Lo shock del decesso accidentale del suo migliore amico l'ha indotta a ritirarsi, per
dedicarsi totalmente ad una buona azione: curare il suo paziente e rendergli la dipartita,
ormai inevitabile, meno dolorosa e straziante. Ma anche il moribondo, che dichiara di aver
perso la memoria, custodisce gelosamente una pena segreta...

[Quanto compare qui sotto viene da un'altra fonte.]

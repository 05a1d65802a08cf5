//! One-shot scheduler: runs a single background job and exits with a
//! sysexits-style code so cron/CI wrappers can tell configuration problems
//! from retryable ones. 0 success, 64 configuration error, 69 upstream
//! unavailable, 75 retryable transient.

use std::process::ExitCode;
use std::sync::Arc;

use chrono::Utc;
use tracing_subscriber::EnvFilter;

use argus_api::config::{AppConfig, TuningConfig};
use argus_api::enrich::{Enricher, llm::LlmClient};
use argus_api::fusion;
use argus_api::geocode::Geocoder;
use argus_api::ingest::{IngestWorker, rss::RssFetcher};
use argus_api::matcher;
use argus_api::realtime::Broker;
use argus_api::retention;
use argus_api::store::Store;

const EX_OK: u8 = 0;
const EX_USAGE: u8 = 64;
const EX_UNAVAILABLE: u8 = 69;
const EX_TEMPFAIL: u8 = 75;

#[tokio::main]
async fn main() -> ExitCode {
    dotenvy::dotenv().ok();
    tracing_subscriber::fmt()
        .with_env_filter(
            EnvFilter::try_from_default_env().unwrap_or_else(|_| EnvFilter::new("argus_api=info")),
        )
        .init();

    let Some(job) = std::env::args().nth(1) else {
        eprintln!("usage: argus-scheduler <ingest|fusion|retention|dossier-stats>");
        return ExitCode::from(EX_USAGE);
    };

    let config = AppConfig::from_env();
    let tuning = match TuningConfig::load(
        std::env::var("ARGUS_CONFIG").unwrap_or_else(|_| "./argus.toml".to_string()),
    ) {
        Ok(t) => t,
        Err(e) => {
            eprintln!("bad tuning config: {e}");
            return ExitCode::from(EX_USAGE);
        }
    };
    let store = match Store::open(&config.db_path) {
        Ok(s) => Arc::new(s),
        Err(e) => {
            eprintln!("store unavailable at {}: {e}", config.db_path);
            return ExitCode::from(EX_UNAVAILABLE);
        }
    };

    match job.as_str() {
        "ingest" => {
            let llm = match config.llm.clone().map(|c| {
                LlmClient::new(
                    c,
                    tuning.enrichment.llm_concurrency,
                    tuning.enrichment.llm_timeout_secs,
                )
            }) {
                Some(Ok(client)) => Some(client),
                Some(Err(e)) => {
                    eprintln!("bad LLM config: {e}");
                    return ExitCode::from(EX_USAGE);
                }
                None => None,
            };
            let geocoder = match config.geocoder.clone().map(Geocoder::new) {
                Some(Ok(g)) => Some(g),
                Some(Err(e)) => {
                    eprintln!("bad geocoder config: {e}");
                    return ExitCode::from(EX_USAGE);
                }
                None => None,
            };
            let fetcher = match RssFetcher::new(tuning.ingest.fetch_timeout_secs) {
                Ok(f) => Arc::new(f),
                Err(e) => {
                    eprintln!("fetcher init failed: {e}");
                    return ExitCode::from(EX_USAGE);
                }
            };
            let worker = IngestWorker::new(
                store,
                Arc::new(Enricher::new(llm, geocoder)),
                Arc::new(Broker::new(config.heartbeat_secs)),
                fetcher,
                tuning.ingest.clone(),
            );
            match worker.run_once().await {
                Ok(stats) => {
                    tracing::info!(
                        "ingest: {} polled, {} new, {} dup, {} errors",
                        stats.sources_polled,
                        stats.events_created,
                        stats.duplicates,
                        stats.errors,
                    );
                    // every source failing is an upstream outage, not success
                    if stats.sources_polled > 0 && stats.errors >= stats.sources_polled {
                        return ExitCode::from(EX_UNAVAILABLE);
                    }
                    ExitCode::from(EX_OK)
                }
                Err(e) => {
                    eprintln!("ingest failed: {e}");
                    ExitCode::from(EX_TEMPFAIL)
                }
            }
        }
        "fusion" => match fusion::run_fusion(
            &store,
            tuning.fusion.window_hours,
            tuning.fusion.similarity_threshold,
        ) {
            Ok(summary) => {
                tracing::info!(
                    "fusion: {} candidates, {} created, {} updated, {} dissolved",
                    summary.candidates,
                    summary.clusters_created,
                    summary.clusters_updated,
                    summary.clusters_dissolved,
                );
                ExitCode::from(EX_OK)
            }
            Err(e) if e.to_string().contains("in progress") => {
                eprintln!("fusion busy: {e}");
                ExitCode::from(EX_TEMPFAIL)
            }
            Err(e) => {
                eprintln!("fusion failed: {e}");
                ExitCode::from(EX_UNAVAILABLE)
            }
        },
        "retention" => match retention::run_retention(
            &store,
            &tuning.retention,
            tuning.fusion.window_hours,
            Utc::now(),
        ) {
            Ok(summary) => {
                tracing::info!(
                    "retention: {} soft-deleted, {} purged, {} audit rows",
                    summary.soft_deleted,
                    summary.purged,
                    summary.audit_purged,
                );
                ExitCode::from(EX_OK)
            }
            Err(e) => {
                eprintln!("retention failed: {e}");
                ExitCode::from(EX_UNAVAILABLE)
            }
        },
        "dossier-stats" => match matcher::refresh_dirty(&store, Utc::now()) {
            Ok(n) => {
                tracing::info!("dossier stats refreshed for {n} dossiers");
                ExitCode::from(EX_OK)
            }
            Err(e) => {
                eprintln!("dossier stats refresh failed: {e}");
                ExitCode::from(EX_UNAVAILABLE)
            }
        },
        other => {
            eprintln!("unknown job '{other}'");
            ExitCode::from(EX_USAGE)
        }
    }
}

Minghella, chi era costui? L'interrogativo paramanzoniano non viene sciolto dalla lettura
della biografia del Nostro: al suo terzo lungometraggio, dopo due prove di scarsa o
nessuna risonanza, egli ha ottenuto con questo "Il paziente inglese" una messe
di tributi (posto che le nominations si trasformino in premi) assolutamente sproporzionata
agli esiti.
Percorrendo
spavaldamente il campo minato della love story che s'intreccia con i fatti della Storia
(simili cose venivano più melense che epiche, più avvincenti che convincenti persino ad
un cineasta del calibro di David Lean, come "Il dottor Zivago" o "La figlia
di Ryan" ampiamente testimoniano), il film - appesantito da una costruzione a
flashback intermittenti, zavorrato da inutili prolissità liricopaesaggistiche - promana
ad ogni pie' sospinto un sentore di romanticume criptotanatofilo che finisce per stomacare
anche il più paziente e bendisposto degli spettatori.
Codesti ultimi, probabilmente, avranno altresì modo di apprezzare i validi contributi
tecnici come le convincenti interpretazioni degli attori: cose che tuttavia ci paiono non
bastevoli a guadagnare al film un giudizio sia pur moderatamente positivo.